Jeżeli zmarły pracownik nie miał ani małżonka, ani żadnej osoby, która mogłaby ubiegać się o rentę rodzinną, prawa majątkowe ze stosunku pracy wchodzą na zasadach ogólnych do spadku (art. 63
1
§ 2 zd. 2 k.p.). A to oznacza, że spadkobiercy mogą przyjść do pracodawcy po wypłatę dopiero, gdy uzyskają sądowe stwierdzenie nabycia spadku. Bo chociaż spadkobierca nabywa prawo do spadku wraz z jego otwarciem (śmiercią spadkodawcy), to faktycznie może go objąć dopiero po uzyskaniu sądowego postanowienia (por. art. 922 § 1 oraz art. 1025 k.c.) >
patrz przykład 4
.
O ile kodeks pracy rozstrzyga kwestię następstwa prawnego rodziny zmarłego pracownika przy prawach majątkowych ze stosunku pracy, o tyle nie rozwiązuje zagadnienia długów (np. odpowiedzialności za szkodę wyrządzoną pracodawcy) pracownika wobec pracodawcy. Tym niemniej spadkobiercy zmarłego pracownika ponoszą odpowiedzialność za jego długi na zasadach przewidzianych prawem spadkowym. Sąd Najwyższy uznał, że sprawa skierowana przez pracodawcę o zapłatę odszkodowania przez spadkobierców zmarłego pracownika dotyczy prawa pracy, stąd rozpatruje ją sąd pracy (por. uchwała z 23 października 1980 r., IV PZP 5/80).

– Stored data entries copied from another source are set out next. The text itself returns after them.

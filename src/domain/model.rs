use serde::{Deserialize, Serialize};

/// The generic key-value structure at the JSON boundary.
pub type JsonMap = serde_json::Map<String, serde_json::Value>;

#[derive(Debug, Clone, Copy, PartialEq, Eq, Hash, Default, Serialize, Deserialize)]
#[serde(rename_all = "snake_case")]
pub enum SerializeMode {
    #[default]
    Always,
    /// Kept in the model and in equality checks, left out of serialized output.
    Never,
}

/// Archived form of a model: current data for mutable models, original data
/// for immutable ones.
#[derive(Debug, Clone, PartialEq, Serialize, Deserialize)]
pub struct ModelArchive {
    pub mutable: bool,
    pub data: JsonMap,
}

W opinii SN odpowiedzialność za dług spadkowy, wynikająca z prostego przyjęcia spadku, nie jest ograniczona z tej tylko przyczyny, że jest to dług ze stosunku pracy lub że spadkodawcą jest pracownik. Jednak odpowiedzialność taka w szczególnie wyjątkowych wypadkach podlega ograniczeniu lub nawet wyłączeniu, jeżeli przemawiają za tym zasady współżycia społecznego (uchwała siedmiu sędziów z 22 września 1972 r., III PZP 12/72). Jednak trzeba pamiętać, że każda sytuacja jest rozpatrywana indywidualnie. To, że w jednym wypadku nastąpi ograniczenie czy wyłączenie odpowiedzialności za długi zmarłego pracownika, nie znaczy, że w innej sytuacji nastąpi to samo >patrz przykład 5.
Nawet jeśli spadkobierca odrzuci spadek (do czego ma prawo), i tak może ponosić odpowiedzialność za mienie zagarnięte przez spadkodawcę (zmarłego pracownika). Wystąpi to, gdy świadomie korzystał z wyrządzonej pracodawcy szkody (por. art. 422 k.c.). Ale to pracodawca musi udowodnić, zgodnie z art. 6 k.c., że tak właśnie było (por. wyrok Sądu Najwyższego z 28 stycznia 1975 r., I PR 187/74).
Poza tym nie można domagać się, aby wszyscy spadkobiercy odpowiadali solidarnie za taki dług (szef może żądać spłaty całości lub części długu od wszystkich spadkobierców razem, od kilku z nich bądź jednego, a spłata przez któregokolwiek z nich zwalnia pozostałych – por. art. 366 k.c.). Spadkobiercy odpowiadają za długi spadkowe proporcjonalnie do wielkości swoich udziałów w spadku (por. wyrok SN z 18 października 1971 r., I PR 15/71).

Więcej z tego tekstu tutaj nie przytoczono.